The Streaming Standoff Intensifies

During Thursday's earnings discussion, Disney Chief Financial Officer Hugh F. Johnston revealed the company's firm stance regarding the distribution impasse with the video-sharing platform. "We're ready to go as long as YouTube TV wants to," Johnston stated, according to sports business reporter Joe Pompliano.

The entertainment giant, which controls ABC and ESPN's network portfolio, has failed to reach a new distribution agreement with YouTube TV. The conflict centres on Disney's assertion that YouTube hasn't been paying fair market value for ESPN and ABC content, while the streaming service counters that Disney's demands would force price increases and limit customer choice.

Subscriber Impact and Company Response

The dispute has already had tangible consequences for consumers.
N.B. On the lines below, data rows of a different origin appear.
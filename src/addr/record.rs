//! Per-destination address records

use crate::config::{parse_resource, Config};
use crate::{Error, Result};
use serde::{Deserialize, Serialize};
use std::fmt;
use std::net::IpAddr;
use std::str::FromStr;
use tracing::{debug, warn};

/// Logical remote endpoint the agent may connect to
#[derive(Debug, Clone, Copy, PartialEq, Eq, Hash, Serialize, Deserialize)]
#[serde(rename_all = "lowercase")]
pub enum Destination {
    Redirector,
    Manager,
}

impl Destination {
    pub const ALL: [Destination; 2] = [Destination::Redirector, Destination::Manager];

    pub fn name(&self) -> &'static str {
        match self {
            Destination::Redirector => "redirector",
            Destination::Manager => "manager",
        }
    }

    fn index(&self) -> usize {
        match self {
            Destination::Redirector => 0,
            Destination::Manager => 1,
        }
    }
}

impl fmt::Display for Destination {
    fn fmt(&self, f: &mut fmt::Formatter<'_>) -> fmt::Result {
        f.write_str(self.name())
    }
}

impl FromStr for Destination {
    type Err = Error;

    fn from_str(s: &str) -> Result<Self> {
        match s.to_ascii_lowercase().as_str() {
            "redirector" => Ok(Destination::Redirector),
            "manager" => Ok(Destination::Manager),
            other => Err(Error::parse(format!("Unknown destination: {}", other))),
        }
    }
}

/// Address family of a lookup or of a resolved address list
#[derive(Debug, Clone, Copy, PartialEq, Eq, Hash)]
pub enum AddressFamily {
    Ipv4,
    Ipv6,
}

impl AddressFamily {
    pub fn of(ip: &IpAddr) -> Self {
        match ip {
            IpAddr::V4(_) => AddressFamily::Ipv4,
            IpAddr::V6(_) => AddressFamily::Ipv6,
        }
    }

    pub fn matches(&self, ip: &IpAddr) -> bool {
        AddressFamily::of(ip) == *self
    }
}

impl fmt::Display for AddressFamily {
    fn fmt(&self, f: &mut fmt::Formatter<'_>) -> fmt::Result {
        match self {
            AddressFamily::Ipv4 => f.write_str("ipv4"),
            AddressFamily::Ipv6 => f.write_str("ipv6"),
        }
    }
}

/// Resolution state of one destination.
///
/// The record exclusively owns its address list. The cursor indexes into the
/// list while it is non-empty and carries no meaning otherwise.
#[derive(Debug, Clone)]
pub struct AddressRecord {
    destination: Destination,
    /// Resource string as configured
    pub resource: Option<String>,
    pub hostname: String,
    pub proto: String,
    pub port: u16,
    family: Option<AddressFamily>,
    valid: bool,
    resolved: bool,
    updated: bool,
    addrs: Vec<IpAddr>,
    cursor: usize,
}

impl AddressRecord {
    /// Unconfigured record; never resolvable
    pub fn new(destination: Destination) -> Self {
        AddressRecord {
            destination,
            resource: None,
            hostname: String::new(),
            proto: String::new(),
            port: 0,
            family: None,
            valid: false,
            resolved: false,
            updated: false,
            addrs: Vec::new(),
            cursor: 0,
        }
    }

    /// Build from a `proto:host:port` resource. A malformed resource yields an
    /// invalid record rather than an error.
    pub fn from_resource(destination: Destination, resource: &str) -> Self {
        let mut record = AddressRecord::new(destination);
        record.resource = Some(resource.to_string());

        match parse_resource(resource) {
            Ok(parsed) => {
                record.hostname = parsed.host;
                record.proto = parsed.proto;
                record.port = parsed.port;
                record.valid = true;
            }
            Err(e) => {
                warn!("{}: ignoring resource '{}': {}", destination, resource, e);
            }
        }
        record
    }

    pub fn destination(&self) -> Destination {
        self.destination
    }

    /// Hostname is configured
    pub fn is_valid(&self) -> bool {
        self.valid
    }

    pub fn is_resolved(&self) -> bool {
        self.resolved
    }

    pub fn is_updated(&self) -> bool {
        self.updated
    }

    /// Caller has consumed the latest resolution
    pub fn mark_updated(&mut self) {
        self.updated = true;
    }

    pub(crate) fn reset_flags(&mut self) {
        self.updated = false;
        self.resolved = false;
    }

    pub fn family(&self) -> Option<AddressFamily> {
        self.family
    }

    pub fn addresses(&self) -> &[IpAddr] {
        &self.addrs
    }

    pub fn cursor(&self) -> usize {
        self.cursor
    }

    /// Address under the cursor, if any
    pub fn current(&self) -> Option<IpAddr> {
        self.addrs.get(self.cursor).copied()
    }

    /// Move the cursor one entry forward. Never wraps.
    pub fn advance(&mut self) {
        self.cursor = self.cursor.saturating_add(1);
    }

    /// Take an owned copy of a completion's addresses
    pub(crate) fn populate(&mut self, addrs: &[IpAddr], family: AddressFamily) {
        self.addrs = addrs.to_vec();
        self.family = Some(family);
        self.cursor = 0;
        self.resolved = true;
    }

    /// Release the address list. Idempotent.
    pub fn free_addresses(&mut self) {
        if !self.addrs.is_empty() {
            debug!("{}: releasing {} addresses", self.destination, self.addrs.len());
        }
        self.addrs = Vec::new();
        self.cursor = 0;
    }
}

/// All destination records plus the currently selected destination
#[derive(Debug, Clone)]
pub struct AddressBook {
    records: [AddressRecord; 2],
    current: Destination,
}

impl AddressBook {
    pub fn new(current: Destination) -> Self {
        AddressBook {
            records: Destination::ALL.map(AddressRecord::new),
            current,
        }
    }

    pub fn from_config(config: &Config) -> Self {
        let mut book = AddressBook::new(config.destination);
        for dest in Destination::ALL {
            if let Some(resource) = config.resource(dest) {
                book.insert(AddressRecord::from_resource(dest, resource));
            }
        }
        book
    }

    /// Replace the record for its destination
    pub fn insert(&mut self, record: AddressRecord) {
        let idx = record.destination().index();
        self.records[idx] = record;
    }

    pub fn get(&self, dest: Destination) -> &AddressRecord {
        &self.records[dest.index()]
    }

    pub fn get_mut(&mut self, dest: Destination) -> &mut AddressRecord {
        &mut self.records[dest.index()]
    }

    pub fn current_destination(&self) -> Destination {
        self.current
    }

    pub fn select(&mut self, dest: Destination) {
        self.current = dest;
    }

    pub fn current(&self) -> &AddressRecord {
        self.get(self.current)
    }

    pub fn current_mut(&mut self) -> &mut AddressRecord {
        self.get_mut(self.current)
    }

    /// Release every record's addresses
    pub fn free_all(&mut self) {
        for record in &mut self.records {
            record.free_addresses();
            record.reset_flags();
        }
    }
}
//! Destination resource parser

use crate::{Error, Result};
use std::fmt;

/// A parsed `proto:host:port` destination resource
#[derive(Debug, Clone, PartialEq, Eq)]
pub struct Resource {
    /// Protocol tag (ssl, tcp, ...)
    pub proto: String,
    /// Hostname or address literal, without brackets
    pub host: String,
    /// Remote port
    pub port: u16,
}

impl fmt::Display for Resource {
    fn fmt(&self, f: &mut fmt::Formatter<'_>) -> fmt::Result {
        if self.host.contains(':') {
            write!(f, "{}:[{}]:{}", self.proto, self.host, self.port)
        } else {
            write!(f, "{}:{}:{}", self.proto, self.host, self.port)
        }
    }
}

/// Parse a resource string.
///
/// Accepted forms:
/// - `ssl:redirector.example.com:443`
/// - `tcp:10.0.0.1:6640`
/// - `ssl:[2001:db8::1]:6640`
pub fn parse_resource(resource: &str) -> Result<Resource> {
    let resource = resource.trim();

    let (proto, rest) = resource
        .split_once(':')
        .ok_or_else(|| Error::parse(format!("Missing protocol in resource: {}", resource)))?;

    if proto.is_empty() {
        return Err(Error::parse(format!("Empty protocol in resource: {}", resource)));
    }

    let (host, port) = if let Some(bracketed) = rest.strip_prefix('[') {
        let (host, tail) = bracketed
            .split_once(']')
            .ok_or_else(|| Error::parse(format!("Unterminated '[' in resource: {}", resource)))?;
        let port = tail
            .strip_prefix(':')
            .ok_or_else(|| Error::parse(format!("Missing port in resource: {}", resource)))?;
        (host, port)
    } else {
        let (host, port) = rest
            .rsplit_once(':')
            .ok_or_else(|| Error::parse(format!("Missing port in resource: {}", resource)))?;
        // IPv6 literals must be bracketed
        if host.contains(':') {
            return Err(Error::parse(format!("Unbracketed IPv6 host in resource: {}", resource)));
        }
        (host, port)
    };

    if host.is_empty() {
        return Err(Error::parse(format!("Empty host in resource: {}", resource)));
    }

    let port: u16 = port
        .parse()
        .map_err(|e| Error::parse(format!("Invalid port '{}': {}", port, e)))?;
    if port == 0 {
        return Err(Error::parse(format!("Port cannot be 0 in resource: {}", resource)));
    }

    Ok(Resource {
        proto: proto.to_string(),
        host: host.to_string(),
        port,
    })
}

#[cfg(test)]
mod tests {
    use super::*;

    #[test]
    fn test_parse_hostname() {
        let r = parse_resource("ssl:redirector.example.com:443").unwrap();
        assert_eq!(r.proto, "ssl");
        assert_eq!(r.host, "redirector.example.com");
        assert_eq!(r.port, 443);
    }

    #[test]
    fn test_parse_ipv6_literal() {
        let r = parse_resource("ssl:[2001:db8::1]:6640").unwrap();
        assert_eq!(r.host, "2001:db8::1");
        assert_eq!(r.port, 6640);
        assert_eq!(r.to_string(), "ssl:[2001:db8::1]:6640");
    }

    #[test]
    fn test_parse_rejects_malformed() {
        assert!(parse_resource("").is_err());
        assert!(parse_resource("ssl").is_err());
        assert!(parse_resource(":host:443").is_err());
        assert!(parse_resource("ssl:host").is_err());
        assert!(parse_resource("ssl::443").is_err());
        assert!(parse_resource("ssl:host:https").is_err());
        assert!(parse_resource("ssl:host:0").is_err());
        assert!(parse_resource("ssl:2001:db8::1:443").is_err());
        assert!(parse_resource("ssl:[2001:db8::1:443").is_err());
    }

    #[test]
    fn test_display_roundtrip() {
        let r = parse_resource(" tcp:10.0.0.1:6640 ").unwrap();
        assert_eq!(r.to_string(), "tcp:10.0.0.1:6640");
    }
}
Since ESPN and ABC disappeared from YouTube TV on October 30, the platform has offered a $20 credit to its 10 million subscribers affected by the blackout.

An internal memo obtained by The Athletic and signed by Disney Entertainment co-chairmen Dana Walden and Alan Bergman, along with ESPN chairman Jimmy Pitaro, indicates the company's determination to hold out for better terms. The document accused YouTube TV of approaching negotiations "as if it were the only player in the game" rather than competing fairly.

Disney executives emphasised that the company has offered YouTube TV "fair terms that are in line with the more than 500 other distributors" that have renewed agreements since last summer, including larger providers than YouTube TV.

Corporate Performance and Market Reaction

Despite struggles in traditional cable and box office performance, Disney found some relief through its streaming business and theme park operations. Company shares recorded a gain of 73 cents each during the fourth quarter of 2025, though Thursday's earnings call triggered the significant 8% drop.

YouTube TV, which stands as the largest internet television provider in the United States with 10 million subscribers, responded critically to Disney's public statements. A spokesperson accused Disney of resorting to "old tactics like leaking documents to the press" and misrepresenting negotiation facts.

"Our team stands ready to make a fair agreement in line with their deals with other distributors," the YouTube TV representative stated, urging Disney to return to negotiations for the benefit of mutual customers.

The streaming landscape continues to evolve rapidly, with Disney's Hulu ranking as the second-largest internet TV provider in the US, though with approximately half the subscriber base of YouTube TV.